• Using Bacula to backup a Synology Nas

    Since I use Bacula as my main backup solution and Synology NAS systems for file storage, I wanted to have a way to backup my Synology NAS’s using Bacula but there is not a Bacula package for Synology.  I searched the web a good bit and nothing that I could find was really a trustworthy solution until I found a forum talking about just creating a NFS share onto another system and backing the share up on that system.  I tried it and it works great and is amazingly fast for both backups and restores.

    Here is how my system works.

    I created a Virtual Machine running Centos 7 on a separate system and installed the Bacula File Damon and got it all communicating with the Bacula Director.  I then mounted all of the NFS shares that I wanted to backup onto this system and verified that the system had indeed mounted the shares.  I first had to go into the NFS share permissions on the Synology and give NFS permission to this new servers IP address so it could mount and access the share.  I gave it read/write rights so bacula could both backup and restore to the Synology NAS.

    Once I got all the shares mounted, I created the the File Set on the main Bacula server for these mounts.  I’m using Webmin in these screenshots which works great however I do recommend you sFTP into your main bacula server before making any changes with Webmin and download the etc/bacula folder before starting because I have had Webmin screw up the bacula-dir file more than one time.  I set the compression level to LZO to compress the files.  This is compressing the file on average 15% and the speed is great; backing up over 250GB per hour on my systems and network.
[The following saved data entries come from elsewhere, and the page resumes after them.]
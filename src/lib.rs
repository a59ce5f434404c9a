// Copyright 2025 Johann Kempter
//
// Licensed under the Apache License, Version 2.0 (the "License");
// you may not use this file except in compliance with the License.
// You may obtain a copy of the License at
//
//     http://www.apache.org/licenses/LICENSE-2.0
//
// Unless required by applicable law or agreed to in writing, software
// distributed under the License is distributed on an "AS IS" BASIS,
// WITHOUT WARRANTIES OR CONDITIONS OF ANY KIND, either express or implied.
// See the License for the specific language governing permissions and
// limitations under the License.
//
// SPDX-License-Identifier: Apache-2.0

#![doc(html_no_source)]
#![deny(missing_docs)]
#![allow(clippy::too_many_arguments)]

//! # dotsym
//!
//! Method bodies, debug symbols and flow graphs for .NET assemblies, in pure Rust.
//!
//! `dotsym` covers the part of a .NET toolchain that sits between a metadata reader and a code
//! generator: it decodes and re-encodes CIL method bodies, reads and writes the PDB files that
//! map them back to source, and builds control and data flow graphs over them. It runs on any
//! platform Rust supports and needs neither Windows nor the .NET runtime.
//!
//! ## Features
//!
//! - **Method body codec** - tiny and fat headers, exception clauses, every ECMA-335 opcode
//! - **IL generation** - labels, automatic short/long branch selection, scopes and sequence
//!   points recorded alongside the code
//! - **PDB reading** - legacy MSF/CodeView files and portable PDB metadata into one model
//! - **PDB writing** - legacy MSF files with C13 line information
//! - **Flow graphs** - basic blocks, operand flow, types, exception handler nesting and
//!   local definitions, with dominators on demand
//!
//! ## Quick Start
//!
//! ```rust
//! use dotsym::assembly::{decode_operations, MethodBody};
//!
//! // Tiny header, two bytes of code: ldc.i4.1; ret
//! let body = MethodBody::parse(&[0x0A, 0x17, 0x2A])?;
//! let operations = decode_operations(&body.code)?;
//! assert_eq!(operations.len(), 2);
//! assert_eq!(body.to_bytes()?, vec![0x0A, 0x17, 0x2A]);
//! # Ok::<(), dotsym::Error>(())
//! ```
//!
//! ## Architecture
//!
//! - [`assembly`] - opcodes, the method body codec, [`assembly::IlGenerator`] and
//!   [`assembly::IlRewriter`]
//! - [`pdb`] - the symbol model, the legacy and portable readers, the legacy writer and
//!   discovery of the PDB that belongs to an image
//! - [`cdfg`] - control and data flow graphs
//! - [`host`] - the metadata queries graphs are built against
//! - [`solver`] - the interface to an optional satisfiability backend
//! - [`File`] and [`Parser`] - PE images and little-endian reading; [`writer`] - writing
//! - [`Error`] and [`Result`] - error handling
//!
//! ## Error Handling
//!
//! All fallible operations return [`Result<T, Error>`](Result). Missing optional data, such as an
//! image without a debug directory, is `Ok(None)` rather than an error:
//!
//! ```rust
//! use dotsym::{assembly::MethodBody, Error};
//!
//! match MethodBody::parse(&[0x03]) {
//!     Ok(_) => unreachable!(),
//!     Err(Error::Malformed { message, .. }) => println!("malformed body: {message}"),
//!     Err(Error::OutOfBounds) => println!("truncated body"),
//!     Err(error) => println!("other error: {error}"),
//! }
//! ```
//!
//! ## Logging
//!
//! The crate emits [`tracing`](https://docs.rs/tracing) events and never installs a subscriber.
#[macro_use]
pub(crate) mod error;
pub(crate) mod file;

/// Shared functionality which is used in unit- and integration-tests
#[cfg(test)]
pub(crate) mod test;

/// Little-endian output buffers
pub mod writer;

/// Metadata tokens
pub mod token;

/// CIL opcodes, method bodies and IL generation
///
/// # Key Types
///
/// - [`assembly::MethodBody`] - header, code and exception clauses of a method
/// - [`assembly::Operation`] - one decoded instruction with resolved branch targets
/// - [`assembly::IlGenerator`] - emits code with labels, scopes and sequence points
/// - [`assembly::IlRewriter`] - re-emits a body with canonical branch and variable forms
///
/// # Examples
///
/// ```rust
/// use dotsym::assembly::{decode_operations, encode_operations, OpCode};
///
/// let code = [0x00, 0x2B, 0x00, 0x2A]; // nop; br.s +0; ret
/// let operations = decode_operations(&code)?;
/// assert_eq!(operations[1].opcode, OpCode::BrS);
/// assert_eq!(operations[1].targets(), &[3]);
/// assert_eq!(encode_operations(&operations)?, code);
/// # Ok::<(), dotsym::Error>(())
/// ```
pub mod assembly;

/// Debug symbols: the PDB model, readers, writer and discovery
pub mod pdb;

/// Metadata queries needed to build flow graphs
pub mod host;

/// Control and data flow graphs of method bodies
pub mod cdfg;

/// Satisfiability backend interface
pub mod solver;

/// `dotsym` Result type
///
/// A type alias for `std::result::Result<T, Error>` where the error type is always [`Error`].
///
/// # Examples
///
/// ```rust
/// use dotsym::{token::Token, Result};
///
/// fn method_row(token: Token) -> Result<u32> {
///     if !token.is_method_def() {
///         return Err(dotsym::Error::NotSupported);
///     }
///     Ok(token.row())
/// }
///
/// assert_eq!(method_row(Token(0x0600_0003))?, 3);
/// # Ok::<(), dotsym::Error>(())
/// ```
pub type Result<T> = std::result::Result<T, Error>;

/// `dotsym` Error type
///
/// See [`Error`] for the variants.
pub use error::Error;

/// Read access to PE images and raw little-endian data
pub use file::{parser::Parser, File};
    After the file set is created, I create the job and set the client to the system I setup for backing up the Synology and choose the new file set I created.

     

    Additional Configuration that I do on my backup jobs

    Once I completed these, I downloaded the etc/bacula directory again because I have Bacula write the bootstrap file to a different location.  In my case, I have another NAS that I use for system backups that I have Bacula write the bootstrap files to for safe keeping if the main Bacula system has an issue.  To add this function, I simply add the following line to the jobs section of the job in the bacula-dir file.

    Write Bootstrap = “/BackupNAS/BaculaBootstraps/%c_%n.bsr”

    This is the complete Job section of a sample job.  Note that this one is for a backup up of a SQL database and I have a run before batch file that create a .sql backup file of the database.

    Job {
    Name = Main-Databases
    Type = Backup
    Level = Incremental
    Client = main-database-fd
    FileSet = main-database-FS
    Schedule = WeeklyCycle
    Storage = BackupSD
    Pool = BackupPool
    Messages = Standard
    Client Run Before Job = C:\DatabaseBackups\script\sql.bat
    Write Bootstrap = “/BackupNAS/BaculaBootstraps/%c_%n.bsr”
    }

    This insures the Bacula bootstrap file is in a safe location if the main system fails.